Inside MRO News Briefs And Contracts (May, 2018)

NTSB investigation of Southwest engine failure prompts new inspections.


Focus on CFM56-7B Inspection Procedures

The effectiveness of required, routine inspection techniques is emerging as a key focus in the investigation of the April 17 CFM56-7B engine failure involving a Southwest Airlines Boeing 737-700, the National Transportation Safety Board said in a May 3 update on the probe.

The fan blades on the failed engine, including the fractured one, underwent detailed fluorescent penetrant and visual inspections as well as full overhauls in November 2012—10,700 cycles before the accident, investigators discovered. The engine had accumulated more than 30,000 cycles since new.

Links between the April accident—which required an emergency landing in Philadelphia and caused the death of one passenger—and a non-fatal August 2016 accident that also involved a Southwest 737-700 are becoming more apparent. In each instance, a No 1. engine failure was linked to a cracked fan blade, with fatigue cracking within the dovetail-shaped blade root—where the blade is attached to the hub—identified as the likely cause.

Following the 2016 accident, which led to an emergency landing in Pensacola, Florida, CFM revised its overhaul procedures, adding eddy current inspections, the NTSB says. CFM also issued a service bulletin in 2017 recommending inspections of all blades at 15,000 cycles since their last overhaul.

Days after the most recent accident, CFM revised its inspection recommendations, urging ultrasonic inspections for blades with at least 30,000 cycles since new. Both the European Aviation Safety Agency and the FAA mandated the checks, giving operators until May 10 to perform the inspections on the 680 affected engines.

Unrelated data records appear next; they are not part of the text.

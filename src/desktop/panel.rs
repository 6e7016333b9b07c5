use macroquad::prelude::*;

use tft_snake::config::{SCREEN_HEIGHT, SCREEN_WIDTH};
use tft_snake::display::{Color as PanelColor, Display};

/// The 240×320 panel scaled into the window and centered
pub struct WindowPanel;

impl WindowPanel {
    pub fn new() -> Self {
        Self
    }

    // Pixels per panel pixel and the top-left of the panel in the window
    fn layout(&self) -> (f32, f32, f32) {
        let sw = screen_width();
        let sh = screen_height();
        let scale = (sw / SCREEN_WIDTH as f32).min(sh / SCREEN_HEIGHT as f32).max(0.1);
        let off_x = (sw - SCREEN_WIDTH as f32 * scale) * 0.5;
        let off_y = (sh - SCREEN_HEIGHT as f32 * scale) * 0.5;
        (scale, off_x, off_y)
    }

    fn font_size(&self, size: u8, scale: f32) -> u16 {
        (10.0 * f32::from(size) * scale).max(6.0) as u16
    }
}

fn color(c: PanelColor) -> Color {
    match c {
        PanelColor::Black => BLACK,
        PanelColor::White => WHITE,
        PanelColor::Red => RED,
        PanelColor::Orange => ORANGE,
        PanelColor::Yellow => YELLOW,
        PanelColor::Green => GREEN,
        PanelColor::Blue => BLUE,
    }
}

impl Display for WindowPanel {
    fn width(&self) -> i32 {
        SCREEN_WIDTH
    }

    fn height(&self) -> i32 {
        SCREEN_HEIGHT
    }

    fn clear(&mut self, c: PanelColor) {
        clear_background(DARKGRAY);
        let (scale, off_x, off_y) = self.layout();
        draw_rectangle(off_x, off_y, SCREEN_WIDTH as f32 * scale, SCREEN_HEIGHT as f32 * scale, color(c));
    }

    fn fill_rect(&mut self, x: i32, y: i32, w: i32, h: i32, c: PanelColor) {
        let (scale, off_x, off_y) = self.layout();
        draw_rectangle(off_x + x as f32 * scale, off_y + y as f32 * scale, w as f32 * scale, h as f32 * scale, color(c));
    }

    fn draw_rect(&mut self, x: i32, y: i32, w: i32, h: i32, c: PanelColor) {
        let (scale, off_x, off_y) = self.layout();
        draw_rectangle_lines(
            off_x + x as f32 * scale,
            off_y + y as f32 * scale,
            w as f32 * scale,
            h as f32 * scale,
            scale.max(1.0),
            color(c),
        );
    }

    fn fill_circle(&mut self, cx: i32, cy: i32, r: i32, c: PanelColor) {
        let (scale, off_x, off_y) = self.layout();
        draw_circle(off_x + cx as f32 * scale, off_y + cy as f32 * scale, r as f32 * scale, color(c));
    }

    fn print(&mut self, x: i32, y: i32, size: u8, c: PanelColor, text: &str) {
        let (scale, off_x, off_y) = self.layout();
        let baseline = y as f32 + 7.0 * f32::from(size); // GFX cursor is the top-left corner
        draw_text(text, off_x + x as f32 * scale, off_y + baseline * scale, self.font_size(size, scale) as f32, color(c));
    }

    fn text_bounds(&self, text: &str, size: u8) -> (i32, i32) {
        let (scale, _, _) = self.layout();
        let m = measure_text(text, None, self.font_size(size, scale), 1.0);
        ((m.width / scale).round() as i32, (m.height / scale).round() as i32)
    }
}
use std::collections::HashMap;

use macroquad::audio::{self, PlaySoundParams, Sound, load_sound_from_bytes};
use tracing::warn;

use tft_snake::sound::{Buzzer, SoundCue, encode_wav};

/// Plays cues through the speaker. Like the piezo pin, a new cue cuts off the previous one.
pub struct SpeakerBuzzer {
    sounds: HashMap<SoundCue, Sound>,
    playing: Option<SoundCue>,
    volume: f32,
}

impl SpeakerBuzzer {
    pub async fn load(volume: f32) -> Self {
        let mut sounds = HashMap::new();
        for cue in SoundCue::ALL {
            let bytes = encode_wav(cue.tones(), 1.0);
            match load_sound_from_bytes(&bytes).await {
                Ok(sound) => {
                    sounds.insert(cue, sound);
                }
                Err(e) => warn!("Could not load {:?} cue: {:?}", cue, e),
            }
        }
        Self {
            sounds,
            playing: None,
            volume: volume.clamp(0.0, 1.0),
        }
    }
}

impl Buzzer for SpeakerBuzzer {
    fn play(&mut self, cue: SoundCue) {
        if let Some(sound) = self.playing.take().and_then(|previous| self.sounds.get(&previous)) {
            audio::stop_sound(sound);
        }
        if let Some(sound) = self.sounds.get(&cue) {
            audio::play_sound(sound, PlaySoundParams { looped: false, volume: self.volume });
            self.playing = Some(cue);
        }
    }
}
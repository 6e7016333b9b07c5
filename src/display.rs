//! Drawing primitives of the TFT panel and the screens built from them

use crate::app::MenuItem;
use crate::config::{GRID_SIZE, SCREEN_WIDTH};
use crate::game::{Cell, GameState};

/// The subset of the ILI9341 palette the game uses
#[derive(Debug, Clone, Copy, PartialEq, Eq, Hash)]
pub enum Color {
    Black,
    White,
    Red,
    Orange,
    Yellow,
    Green,
    Blue,
}

/// A TFT panel with Adafruit-GFX style primitives
pub trait Display {
    fn width(&self) -> i32;
    fn height(&self) -> i32;
    fn clear(&mut self, color: Color);
    fn fill_rect(&mut self, x: i32, y: i32, w: i32, h: i32, color: Color);
    fn draw_rect(&mut self, x: i32, y: i32, w: i32, h: i32, color: Color);
    fn fill_circle(&mut self, cx: i32, cy: i32, r: i32, color: Color);
    /// Print `text` with its top-left corner at the cursor
    fn print(&mut self, x: i32, y: i32, size: u8, color: Color, text: &str);

    /// Width and height of `text` at `size`, using the built-in 6×8 font by default
    fn text_bounds(&self, text: &str, size: u8) -> (i32, i32) {
        let size = i32::from(size);
        (text.chars().count() as i32 * 6 * size, 8 * size)
    }
}

/// Per-frame extras that are not part of the game state
#[derive(Debug, Clone, Copy, Default, PartialEq, Eq)]
pub struct Hud {
    /// Seconds left on the food timer, `Some(0)` once the food was missed
    pub countdown: Option<u32>,
}

/// Print `text` horizontally centered on the panel
pub fn print_centered<D: Display + ?Sized>(display: &mut D, text: &str, y: i32, size: u8, color: Color) {
    let (w, _) = display.text_bounds(text, size);
    display.print((SCREEN_WIDTH - w) / 2, y, size, color, text);
}

const MENU_ROWS: [(MenuItem, &str, i32); 2] = [(MenuItem::Start, "START", 90), (MenuItem::HighScores, "HIGH SCORES", 130)];

pub fn draw_menu<D: Display + ?Sized>(display: &mut D, selected: MenuItem) {
    display.clear(Color::Black);
    print_centered(display, "SNAKE GAME", 40, 3, Color::Red);
    for (item, label, y) in MENU_ROWS {
        let background = if item == selected { Color::Orange } else { Color::Black };
        display.fill_rect(30, y, 180, 20, background);
        print_centered(display, label, y, 2, Color::White);
    }
}

fn draw_food<D: Display + ?Sized>(display: &mut D, cell: Cell, color: Color) {
    let half = GRID_SIZE / 2;
    display.fill_circle(cell.x + half, cell.y + half, half - 1, color);
}

pub fn draw_game<D: Display + ?Sized>(display: &mut D, state: &GameState, hud: &Hud) {
    display.clear(Color::Black);
    display.draw_rect(0, 30, 240, 260, Color::Yellow);

    if state.food_visible() {
        draw_food(display, state.food(), Color::Orange);
    }
    if let Some(barrier) = state.barrier() {
        display.print(barrier.x, barrier.y, 2, Color::Red, "7");
    }
    for &cell in state.bad_food() {
        draw_food(display, cell, Color::Red);
    }
    for segment in state.snake().segments() {
        display.fill_rect(segment.x, segment.y, GRID_SIZE, GRID_SIZE, Color::Green);
    }

    display.print(20, 10, 2, Color::White, &format!("Level {}", state.level()));
    display.print(80, 300, 2, Color::White, &format!("Score: {}", state.points()));
    match hud.countdown {
        Some(0) => display.print(120, 10, 2, Color::White, "Missed!"),
        Some(seconds) => display.print(120, 10, 2, Color::White, &format!("Food: {}s", seconds)),
        None => {}
    }
}

pub fn draw_paused<D: Display + ?Sized>(display: &mut D) {
    display.print(50, 140, 2, Color::Yellow, "Game Paused!");
}

pub fn draw_game_over<D: Display + ?Sized>(display: &mut D, points: u32, new_best: bool) {
    display.fill_rect(10, 10, 220, 300, Color::White);
    display.print(50, 140, 3, Color::Red, "GAME OVER!");
    display.print(50, 180, 3, Color::Black, &format!("SCORE: {}", points));
    if new_best {
        display.print(20, 80, 2, Color::Black, "NEW HIGHSCORE!");
    }
}

pub fn draw_high_score<D: Display + ?Sized>(display: &mut D, best: u32) {
    display.clear(Color::Black);
    display.print(50, 50, 2, Color::White, &format!("High Score: {}", best));
    display.fill_rect(10, 300, 80, 20, Color::Blue);
    display.print(20, 305, 2, Color::White, "BACK");
}

#[cfg(test)]
pub(crate) mod testing {
    use super::*;

    #[derive(Debug, Clone, PartialEq)]
    pub enum Op {
        Clear(Color),
        FillRect(i32, i32, i32, i32, Color),
        DrawRect(i32, i32, i32, i32, Color),
        FillCircle(i32, i32, i32, Color),
        Print(i32, i32, u8, Color, String),
    }

    /// Records every primitive, clearing the log on `clear`
    #[derive(Debug, Default)]
    pub struct RecordingDisplay {
        pub ops: Vec<Op>,
    }

    impl RecordingDisplay {
        pub fn texts(&self) -> Vec<&str> {
            self.ops
                .iter()
                .filter_map(|op| match op {
                    Op::Print(_, _, _, _, text) => Some(text.as_str()),
                    _ => None,
                })
                .collect()
        }
    }

    impl Display for RecordingDisplay {
        fn width(&self) -> i32 {
            240
        }
        fn height(&self) -> i32 {
            320
        }
        fn clear(&mut self, color: Color) {
            self.ops.clear();
            self.ops.push(Op::Clear(color));
        }
        fn fill_rect(&mut self, x: i32, y: i32, w: i32, h: i32, color: Color) {
            self.ops.push(Op::FillRect(x, y, w, h, color));
        }
        fn draw_rect(&mut self, x: i32, y: i32, w: i32, h: i32, color: Color) {
            self.ops.push(Op::DrawRect(x, y, w, h, color));
        }
        fn fill_circle(&mut self, cx: i32, cy: i32, r: i32, color: Color) {
            self.ops.push(Op::FillCircle(cx, cy, r, color));
        }
        fn print(&mut self, x: i32, y: i32, size: u8, color: Color, text: &str) {
            self.ops.push(Op::Print(x, y, size, color, text.to_string()));
        }
    }
}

Each CFM56-7B has 24 fan blades. The blades are made of a titanium alloy, and the root’s face is coated with a copper-nickel-indium alloy. The NTSB says the fan blade that fractured during the April incident, mounted in position No. 13, separated at the root, with the dovetail remaining installed in the fan disk. Two other pieces, a 12-in. fragment and a 2-in. fragment, were recovered from within the engine, between the blades and outlet guide vanes.

Inspection of the blades revealed signs of fatigue cracking within the dovetail. “The origin area was located outboard of the dovetail contact face coating, and the visual condition of the coating appeared uniform with no evidence of spalls or disbonding,” the NTSB says. An examination by electron microscope revealed “striations consistent with low-cycle fatigue crack growth,” the board adds.

ST Aerospace and Vietnam Airlines Sign Parts JV

ST Aerospace has signed a memorandum of understanding with Vietnam Airlines to set up a joint venture to provide component MRO.

The joint venture, to be headquartered at Noi Bai International Airport in Hanoi, will start with support for a wide range of aircraft systems including pneumatics, hydraulics and electrical components, before potentially increasing collaboration to include aerostructure and airframe MRO.

According to both parties, the joint venture will leverage Vietnam Airlines’ maintenance subsidiary, Vietnam Airlines Engineering Co.’s (VAECO) existing facilities in Hanoi and Ho Chi Minh City, while ST Aerospace will use its MRO expertise to help VAECO develop its facilities and capabilities.  

In addition to the joint venture, the two companies have also entered into a 14-year component maintenance-by-the-hour contract to support 58 Airbus A321ceos and 20 A321neos.


Avocet Aviation Services, Florida, secured a 321 Precision Conversions contract to perform its Airbus A321 prototype conversion at Orlando Sanford International Airport. It is initially assigned to work on a cargo door conversion prototype with as many as five more aircraft to follow.

Taby Air Maintenance of Sweden selected C&L Aviation Group to market its Saab 340B cargo conversions as an approved sales and installation center in the Americas out of Bangor, Maine. The converted freighter can carry 1,280 ft.3 of cargo.

Belavia selected Embraer to provide a component support program for three E175s and four E195s.

Eastar Jet of South Korea selected Luft­hansa Technik to provide Total Component Support for its Boeing 737NGs.

Pratt & Whitney added Turbine Controls, StandardAero, Twin MRO, ACMT and Lewis & Saunders to its Geared Turbofan (GTF) Engine Repair Supplier Network, which now comprises 10 members.

Pratt & Whitney secured a 15-year EngineWise service agreement with JetBlue Airways to maintain geared turbofan engines for 85 A320neo family aircraft.

Rolls-Royce was selected by Jackson Square Aviation to provide its LessorCare support service for Trent engines.

Royal Jordanian selected Spairliners to provide component supply and management for three Embraer 175s and two 195s.

SR Technics secured a 10-year HK Express contract to provide component maintenance, pool access and logistical services out of Kuala Lumpur for 20 A320ceos and 12 A320neos. As part of the deal, SR Technics is setting up an A320 component pool in Hong Kong.

ST Aerospace was selected by Air Canada to perform Airbus A330-300 interior reconfigurations to harmonize with its Boeing 787 fleet.